Roma, la fiera del gol vale il secondo posto

Quella del Bentegodi è stata una partita equilibrata solo nel primo tempo, per colpa delle distrazioni difensive dei giallorossi, che sono costate due reti

di Redazione, @forzaroma

Non è certo il paradiso, come vorrebbe fare credere Luciano Spalletti, ma il secondo posto che la Roma ha a portata di mano è la miglior vita possibile, come scrive Luca Valdiserri sul Corriere della Sera. Ieri notte la Roma, con la vittoria per 5-3 sul Chievo, è andata a dormire a -1 dalla Juventus, che oggi proverà a chiudere il discorso scudetto, in casa, contro il Crotone.

Quella del Bentegodi è stata una partita equilibrata solo nel primo tempo, per colpa delle distrazioni difensive dei giallorossi, che sono costate due reti. La fiera del gol egiziano è servita a chiudere sul 2-2 la prima parte e a dilagare nella ripresa, con il Chievo privo del suo miglior giocatore, Castro, per infortunio.

Resta da capire se la stagione romanista sia stata eccellente, buona, sufficiente o insufficiente. Il campionato è stato di alto livello, le Coppe pessime. Spalletti ha migliorato alcuni giocatori e ottenuto il record dei gol, però chiuderà senza titoli e avendo stressato gruppo e ambiente spesso in maniera inutile. A fine campionato sapremo il suo futuro. In fondo manca poco.

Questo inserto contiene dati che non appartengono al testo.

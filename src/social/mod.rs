//! Enumeration dispatcher
//!
//! [`Social`] walks the albums and conversations a [`Source`] exposes and streams
//! their items into a [`PipelineHandle`]. Every download call returns a [`Dispatch`]
//! handle; awaiting [`Dispatch::wait`] yields a [`DispatchReport`] listing the
//! albums or conversations that could not be enumerated.
//!
//! Album enumerations fan out freely, since transfer concurrency is capped by the
//! worker pool anyway. Conversation enumerations go through a semaphore
//! sized from the pipeline's `pipeline.conversation_concurrency` setting (default 5)
//! so the remote API is not hit by bursts of parallel pagination.

use crate::error::{Error, Result};
use crate::pipeline::PipelineHandle;
use crate::registry::ProviderRegistry;
use crate::source::{ItemFetcher, Source};
use crate::types::{AlbumDescriptor, ConversationDescriptor, DownloadRequest, Event};
use std::path::{Path, PathBuf};
use std::sync::Arc;
use tokio::sync::Semaphore;
use tokio::task::JoinHandle;

/// What a dispatch task was enumerating
#[derive(Clone, Debug, PartialEq)]
pub enum Descriptor {
    /// An album
    Album(AlbumDescriptor),
    /// A conversation
    Conversation(ConversationDescriptor),
}

impl Descriptor {
    /// Display title
    pub fn title(&self) -> &str {
        match self {
            Descriptor::Album(album) => &album.title,
            Descriptor::Conversation(conversation) => &conversation.title,
        }
    }
}

/// An album or conversation whose enumeration failed
#[derive(Debug)]
pub struct DispatchFailure {
    /// What was being enumerated
    pub descriptor: Descriptor,
    /// Why it stopped
    pub error: Error,
}

/// Outcome of a finished [`Dispatch`]
#[derive(Debug)]
pub struct DispatchReport {
    /// Resolved root directory of the run
    pub root: PathBuf,
    /// Number of albums or conversations dispatched
    pub descriptors: usize,
    /// Requests pushed into the pipeline
    pub items_queued: usize,
    /// Enumerations that failed (items queued before the failure still count)
    pub failures: Vec<DispatchFailure>,
    /// Tasks that panicked or were aborted
    pub aborted: usize,
}

impl DispatchReport {
    /// True when every enumeration completed
    pub fn is_success(&self) -> bool {
        self.failures.is_empty() && self.aborted == 0
    }

    /// True when some enumeration was refused for authentication or permission reasons
    pub fn needs_reauth(&self) -> bool {
        self.failures.iter().any(|f| f.error.is_access_error())
    }
}

/// Handle to running enumeration tasks
///
/// The enumeration tasks keep running if the handle is dropped; await
/// [`wait`](Dispatch::wait) to observe their outcome.
pub struct Dispatch {
    root: PathBuf,
    descriptors: usize,
    tasks: Vec<JoinHandle<(Descriptor, Result<usize>)>>,
    pipeline: PipelineHandle,
}

impl Dispatch {
    /// Resolved root directory files are written under
    pub fn root(&self) -> &Path {
        &self.root
    }

    /// Number of albums or conversations being enumerated
    pub fn descriptors(&self) -> usize {
        self.descriptors
    }

    /// Wait for every enumeration to finish streaming into the pipeline
    ///
    /// This does not wait for the downloads themselves; use
    /// [`PipelineHandle::wait_idle`] for that.
    pub async fn wait(mut self) -> DispatchReport {
        let mut items_queued = 0;
        let mut failures = Vec::new();
        let mut aborted = 0;

        for task in std::mem::take(&mut self.tasks) {
            match task.await {
                Ok((_, Ok(count))) => items_queued += count,
                Ok((descriptor, Err(error))) => {
                    if error.is_access_error() {
                        tracing::warn!(
                            title = %descriptor.title(),
                            error = %error,
                            "Access denied, re-authentication required"
                        );
                    } else {
                        tracing::warn!(
                            title = %descriptor.title(),
                            error = %error,
                            "Enumeration failed"
                        );
                    }
                    failures.push(DispatchFailure { descriptor, error });
                }
                Err(e) => {
                    tracing::error!(error = %e, "Dispatch task ended abnormally");
                    aborted += 1;
                }
            }
        }

        tracing::info!(
            root = %self.root.display(),
            descriptors = self.descriptors,
            items_queued,
            failures = failures.len(),
            "Dispatch finished"
        );
        self.pipeline.emit(Event::DispatchFinished {
            root: self.root.clone(),
            items: items_queued,
            failures: failures.len() + aborted,
        });

        DispatchReport {
            root: std::mem::take(&mut self.root),
            descriptors: self.descriptors,
            items_queued,
            failures,
            aborted,
        }
    }
}

/// Orchestrates downloads from one [`Source`] into a pipeline
#[derive(Clone)]
pub struct Social {
    source: Arc<dyn Source>,
    pipeline: PipelineHandle,
    conversation_concurrency: usize,
}

impl Social {
    /// Dispatcher over `source` feeding `pipeline`
    ///
    /// Conversation fan-out follows the pipeline's configured limit.
    pub fn new(source: Arc<dyn Source>, pipeline: PipelineHandle) -> Self {
        let conversation_concurrency = pipeline.conversation_concurrency().max(1);
        Self {
            source,
            pipeline,
            conversation_concurrency,
        }
    }

    /// Resolve the source registered under `key` and build a dispatcher over it
    pub fn from_registry(
        registry: &ProviderRegistry,
        key: &str,
        credentials: &str,
        pipeline: PipelineHandle,
    ) -> Result<Self> {
        let source = registry.resolve_source(key, credentials)?;
        Ok(Self::new(source, pipeline))
    }

    /// Override the bound on concurrently enumerated conversations (minimum 1)
    #[must_use]
    pub fn with_conversation_concurrency(mut self, limit: usize) -> Self {
        self.conversation_concurrency = limit.max(1);
        self
    }

    /// All albums visible to the source
    pub async fn albums(&self) -> Result<Vec<AlbumDescriptor>> {
        self.source.list_albums().await
    }

    /// All conversations visible to the source
    pub async fn conversations(&self) -> Result<Vec<ConversationDescriptor>> {
        self.source.list_conversations().await
    }

    /// Download one album into `dir`
    pub async fn download_album(&self, album_id: &str, dir: &Path) -> Result<Dispatch> {
        let root = self.prepare(dir).await?;
        let album = AlbumDescriptor {
            id: album_id.to_string(),
            title: album_id.to_string(),
            ..Default::default()
        };
        Ok(self.dispatch_albums(root, vec![album]))
    }

    /// Download every album into `dir`
    pub async fn download_all_albums(&self, dir: &Path) -> Result<Dispatch> {
        let root = self.prepare(dir).await?;
        let albums = self.source.list_albums().await?;
        tracing::info!(albums = albums.len(), root = %root.display(), "Dispatching albums");
        Ok(self.dispatch_albums(root, albums))
    }

    /// Download one conversation's attachments into `dir`
    pub async fn download_conversation(
        &self,
        peer_id: &str,
        title: &str,
        dir: &Path,
    ) -> Result<Dispatch> {
        let root = self.prepare(dir).await?;
        let conversation = ConversationDescriptor {
            id: peer_id.to_string(),
            title: title.to_string(),
            ..Default::default()
        };
        Ok(self.dispatch_conversations(root, vec![conversation]))
    }

    /// Download the attachments of every conversation into `dir`
    pub async fn download_all_conversations(&self, dir: &Path) -> Result<Dispatch> {
        let root = self.prepare(dir).await?;
        let conversations = self.source.list_conversations().await?;
        tracing::info!(
            conversations = conversations.len(),
            concurrency = self.conversation_concurrency,
            root = %root.display(),
            "Dispatching conversations"
        );
        Ok(self.dispatch_conversations(root, conversations))
    }

    async fn prepare(&self, dir: &Path) -> Result<PathBuf> {
        self.pipeline
            .storage()
            .prepare(dir)
            .await
            .inspect_err(|e| {
                tracing::error!(dir = %dir.display(), error = %e, "Root directory can't be prepared");
            })
    }

    fn dispatch_albums(&self, root: PathBuf, albums: Vec<AlbumDescriptor>) -> Dispatch {
        let descriptors = albums.len();
        let mut tasks = Vec::with_capacity(descriptors);

        for album in albums {
            let source = Arc::clone(&self.source);
            let pipeline = self.pipeline.clone();
            let root = root.clone();
            tasks.push(tokio::spawn(async move {
                let result = async {
                    let fetcher = source.album_items(&album.id).await?;
                    stream_items(fetcher, &pipeline, &root).await
                }
                .await;
                (Descriptor::Album(album), result)
            }));
        }

        Dispatch {
            root,
            descriptors,
            tasks,
            pipeline: self.pipeline.clone(),
        }
    }

    fn dispatch_conversations(
        &self,
        root: PathBuf,
        conversations: Vec<ConversationDescriptor>,
    ) -> Dispatch {
        let limiter = Arc::new(Semaphore::new(self.conversation_concurrency));
        let descriptors = conversations.len();
        let mut tasks = Vec::with_capacity(descriptors);

        for conversation in conversations {
            let source = Arc::clone(&self.source);
            let pipeline = self.pipeline.clone();
            let root = root.clone();
            let limiter = Arc::clone(&limiter);
            tasks.push(tokio::spawn(async move {
                let result = async {
                    // Held until this conversation is fully streamed
                    let _permit = limiter
                        .acquire_owned()
                        .await
                        .map_err(|_| Error::ShuttingDown)?;
                    let fetcher = source
                        .conversation_items(&conversation.id, &conversation.title)
                        .await?;
                    stream_items(fetcher, &pipeline, &root).await
                }
                .await;
                (Descriptor::Conversation(conversation), result)
            }));
        }

        Dispatch {
            root,
            descriptors,
            tasks,
            pipeline: self.pipeline.clone(),
        }
    }
}

/// Pull items from `fetcher` one at a time and push each into the pipeline
async fn stream_items(
    mut fetcher: Box<dyn ItemFetcher>,
    pipeline: &PipelineHandle,
    root: &Path,
) -> Result<usize> {
    let mut queued = 0;
    while fetcher.advance().await? {
        let Some(item) = fetcher.current() else {
            continue;
        };
        pipeline
            .submit(DownloadRequest {
                item: item.clone(),
                root_dir: root.to_path_buf(),
            })
            .await?;
        queued += 1;
    }
    Ok(queued)
}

La scena più bella non è avvenuta in campo, ma ai bordi. Francesco Totti si stava scaldando ed è passato accanto a lui Emanuel Vignato, classe 2000, con la faccia da bambino. Il Capitano gli ha chiesto: “Tu chi sei?”. Vignato si è presentato e, poi, ha fatto il suo esordio in serie A. Anche Totti ha giocato gli ultimi minuti, con lo stadio che tifava per lui. Ha ragione Spalletti: il bene della squadra viene prima di tutto. Ma ha anche torto: si va in paradiso solo se si è capaci di sognare.